- DATA:
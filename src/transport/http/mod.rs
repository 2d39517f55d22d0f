use std::time::Duration;

use reqwest::header::{AUTHORIZATION, CONTENT_TYPE, HeaderMap, HeaderName, HeaderValue};
use reqwest::{Method, Response};
use serde::Serialize;
use serde::de::DeserializeOwned;
use serde_json::Value;
use tracing::{debug, warn};

use crate::core::error::{ConfigError, ProviderError};

const DEFAULT_REQUEST_ID_HEADER: &str = "x-request-id";
const TOO_MANY_REQUESTS: u16 = 429;

/// Auth and extra headers attached to a single call.
#[derive(Debug, Clone, PartialEq, Eq, Default)]
pub struct RequestContext {
    pub bearer_token: Option<String>,
    pub headers: Vec<(String, String)>,
    /// Response header carrying the server request id; `x-request-id` when unset.
    pub request_id_header: Option<String>,
}

impl RequestContext {
    pub fn with_bearer_token(mut self, token: impl Into<String>) -> Self {
        self.bearer_token = Some(token.into());
        self
    }

    pub fn with_header(mut self, name: impl Into<String>, value: impl Into<String>) -> Self {
        self.headers.push((name.into(), value.into()));
        self
    }

    pub fn with_request_id_header(mut self, name: impl Into<String>) -> Self {
        self.request_id_header = Some(name.into());
        self
    }
}

#[derive(Debug, Clone, PartialEq, Eq)]
pub struct RetryPolicy {
    pub max_attempts: u32,
    pub initial_backoff_ms: u64,
    pub max_backoff_ms: u64,
    pub retryable_status_codes: Vec<u16>,
}

enum Failure<'a> {
    Status(u16),
    Transport(&'a reqwest::Error),
}

impl RetryPolicy {
    pub fn validate(&self) -> Result<(), ConfigError> {
        if self.max_attempts == 0 {
            return Err(ConfigError::InvalidRetryPolicy {
                reason: "max_attempts must be >= 1".to_string(),
            });
        }
        if self.max_backoff_ms < self.initial_backoff_ms {
            return Err(ConfigError::InvalidRetryPolicy {
                reason: "max_backoff_ms must be >= initial_backoff_ms".to_string(),
            });
        }
        if let Some(status) = self
            .retryable_status_codes
            .iter()
            .copied()
            .find(|status| !(100..=599).contains(status))
        {
            return Err(ConfigError::InvalidRetryPolicy {
                reason: format!("retryable status code must be in 100..=599: {status}"),
            });
        }
        Ok(())
    }

    /// Delay before the next attempt, or `None` when `failure` is final.
    ///
    /// POST only retries on 429 and on connect failures.
    fn next_delay(&self, method: &Method, attempt: u32, failure: Failure<'_>) -> Option<Duration> {
        if attempt >= self.max_attempts {
            return None;
        }

        let idempotent = is_idempotent(method);
        let retryable = match failure {
            Failure::Status(code) => {
                self.retryable_status_codes.contains(&code)
                    && (idempotent || code == TOO_MANY_REQUESTS)
            }
            Failure::Transport(error) => {
                error.is_connect() || (idempotent && (error.is_timeout() || error.is_request()))
            }
        };

        retryable.then(|| self.backoff_duration_for_retry(attempt.saturating_sub(1)))
    }

    fn backoff_duration_for_retry(&self, retry_index: u32) -> Duration {
        let multiplier = 1_u64.checked_shl(retry_index.min(63)).unwrap_or(u64::MAX);
        let backoff_ms = self
            .initial_backoff_ms
            .saturating_mul(multiplier)
            .min(self.max_backoff_ms);
        Duration::from_millis(backoff_ms)
    }
}

impl Default for RetryPolicy {
    fn default() -> Self {
        Self {
            max_attempts: 3,
            initial_backoff_ms: 100,
            max_backoff_ms: 2_000,
            retryable_status_codes: vec![408, 429, 500, 502, 503, 504],
        }
    }
}

/// JSON-over-HTTP with per-request timeout and retries.
#[derive(Debug, Clone)]
pub struct HttpTransport {
    client: reqwest::Client,
    retry_policy: RetryPolicy,
    timeout: Duration,
}

impl HttpTransport {
    pub fn new(timeout_ms: u64, retry_policy: RetryPolicy) -> Result<Self, ConfigError> {
        Self::with_client(reqwest::Client::new(), timeout_ms, retry_policy)
    }

    pub fn with_client(
        client: reqwest::Client,
        timeout_ms: u64,
        retry_policy: RetryPolicy,
    ) -> Result<Self, ConfigError> {
        if timeout_ms == 0 {
            return Err(ConfigError::InvalidTimeout { timeout_ms });
        }
        retry_policy.validate()?;

        Ok(Self {
            client,
            retry_policy,
            timeout: Duration::from_millis(timeout_ms),
        })
    }

    pub async fn get_json<TResp>(
        &self,
        operation: &str,
        url: &str,
        ctx: &RequestContext,
    ) -> Result<TResp, ProviderError>
    where
        TResp: DeserializeOwned,
    {
        self.execute(operation, Method::GET, url, None, ctx).await
    }

    pub async fn post_json<TReq, TResp>(
        &self,
        operation: &str,
        url: &str,
        body: &TReq,
        ctx: &RequestContext,
    ) -> Result<TResp, ProviderError>
    where
        TReq: Serialize + ?Sized,
        TResp: DeserializeOwned,
    {
        let payload = serde_json::to_vec(body).map_err(|error| ProviderError::Serialization {
            operation: operation.to_string(),
            request_id: None,
            message: error.to_string(),
        })?;

        self.execute(operation, Method::POST, url, Some(payload), ctx)
            .await
    }

    pub async fn delete_json<TResp>(
        &self,
        operation: &str,
        url: &str,
        ctx: &RequestContext,
    ) -> Result<TResp, ProviderError>
    where
        TResp: DeserializeOwned,
    {
        self.execute(operation, Method::DELETE, url, None, ctx)
            .await
    }

    async fn execute<TResp>(
        &self,
        operation: &str,
        method: Method,
        url: &str,
        body: Option<Vec<u8>>,
        ctx: &RequestContext,
    ) -> Result<TResp, ProviderError>
    where
        TResp: DeserializeOwned,
    {
        let headers = PreparedHeaders::from_context(operation, ctx)?;

        let mut attempt: u32 = 0;
        loop {
            attempt += 1;
            debug!(operation, %method, url, attempt, "sending request");

            let sent = self
                .send_once(&method, url, body.as_deref(), &headers)
                .await;
            let (error, delay) = match sent {
                Ok(response) if response.status().is_success() => {
                    let request_id = headers.request_id(response.headers());
                    return response.json::<TResp>().await.map_err(|error| {
                        ProviderError::Serialization {
                            operation: operation.to_string(),
                            request_id,
                            message: error.to_string(),
                        }
                    });
                }
                Ok(response) => {
                    let status_code = response.status().as_u16();
                    let request_id = headers.request_id(response.headers());
                    let delay = self.retry_policy.next_delay(
                        &method,
                        attempt,
                        Failure::Status(status_code),
                    );
                    let error = status_error(operation, status_code, request_id, response).await;
                    (error, delay)
                }
                Err(error) => {
                    let delay = self.retry_policy.next_delay(
                        &method,
                        attempt,
                        Failure::Transport(&error),
                    );
                    let error = ProviderError::Transport {
                        operation: operation.to_string(),
                        request_id: None,
                        message: error.to_string(),
                    };
                    (error, delay)
                }
            };

            let Some(delay) = delay else {
                return Err(error);
            };
            warn!(operation, attempt, ?delay, error = %error, "retrying request");
            tokio::time::sleep(delay).await;
        }
    }

    async fn send_once(
        &self,
        method: &Method,
        url: &str,
        body: Option<&[u8]>,
        headers: &PreparedHeaders,
    ) -> Result<Response, reqwest::Error> {
        let mut request = self
            .client
            .request(method.clone(), url)
            .timeout(self.timeout)
            .headers(headers.headers.clone());

        if let Some(payload) = body {
            request = request
                .header(CONTENT_TYPE, HeaderValue::from_static("application/json"))
                .body(payload.to_vec());
        }

        request.send().await
    }
}

struct PreparedHeaders {
    headers: HeaderMap,
    request_id_header: HeaderName,
}

impl PreparedHeaders {
    fn from_context(operation: &str, ctx: &RequestContext) -> Result<Self, ProviderError> {
        let invalid = |message: String| ProviderError::Protocol {
            operation: operation.to_string(),
            request_id: None,
            message,
        };

        let request_id_name = ctx
            .request_id_header
            .as_deref()
            .unwrap_or(DEFAULT_REQUEST_ID_HEADER);
        let request_id_header = HeaderName::from_bytes(request_id_name.as_bytes())
            .map_err(|error| invalid(format!("invalid header name: {request_id_name}: {error}")))?;

        let mut headers = HeaderMap::new();
        if let Some(token) = &ctx.bearer_token {
            let value = HeaderValue::from_str(&format!("Bearer {token}"))
                .map_err(|error| invalid(format!("invalid bearer token header value: {error}")))?;
            headers.insert(AUTHORIZATION, value);
        }

        for (name, value) in &ctx.headers {
            let header_name = HeaderName::from_bytes(name.as_bytes())
                .map_err(|error| invalid(format!("invalid header name: {name}: {error}")))?;
            let header_value = HeaderValue::from_str(value)
                .map_err(|error| invalid(format!("invalid header value for {name}: {error}")))?;
            headers.insert(header_name, header_value);
        }

        Ok(Self {
            headers,
            request_id_header,
        })
    }

    fn request_id(&self, response_headers: &HeaderMap) -> Option<String> {
        response_headers
            .get(&self.request_id_header)
            .and_then(|value| value.to_str().ok())
            .map(str::to_string)
    }
}

async fn status_error(
    operation: &str,
    status_code: u16,
    request_id: Option<String>,
    response: Response,
) -> ProviderError {
    let message = match response.text().await {
        Ok(body) if !body.trim().is_empty() => extract_error_message(&body).unwrap_or(body),
        Ok(_) => format!("http status {status_code}"),
        Err(error) => {
            format!("http status {status_code}; failed to read response body: {error}")
        }
    };

    let operation = operation.to_string();
    match status_code {
        401 | 403 => ProviderError::CredentialsRejected {
            operation,
            request_id,
            message,
        },
        404 => ProviderError::NotFound {
            operation,
            request_id,
            message,
        },
        400..=499 if is_not_found_message(&message) => ProviderError::NotFound {
            operation,
            request_id,
            message,
        },
        _ => ProviderError::Status {
            operation,
            status_code,
            request_id,
            message,
        },
    }
}

/// Pulls `error.message` out of a vendor error envelope.
fn extract_error_message(body: &str) -> Option<String> {
    let value: Value = serde_json::from_str(body).ok()?;
    value
        .pointer("/error/message")
        .and_then(Value::as_str)
        .map(str::to_string)
}

// e.g. "No assistant found with id 'asst_1'."
fn is_not_found_message(message: &str) -> bool {
    message.starts_with("No ") && message.contains(" found with")
}

fn is_idempotent(method: &Method) -> bool {
    matches!(
        *method,
        Method::GET | Method::HEAD | Method::PUT | Method::DELETE
    )
}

- ASSIGNMENT:
Output exactly the lines of the material above from the one containing "for (name, value)" up to and including the one containing "let header_value = HeaderValue::from_str(value)".

- COMPLETED EXERCISE:
        for (name, value) in &ctx.headers {
            let header_name = HeaderName::from_bytes(name.as_bytes())
                .map_err(|error| invalid(format!("invalid header name: {name}: {error}")))?;
            let header_value = HeaderValue::from_str(value)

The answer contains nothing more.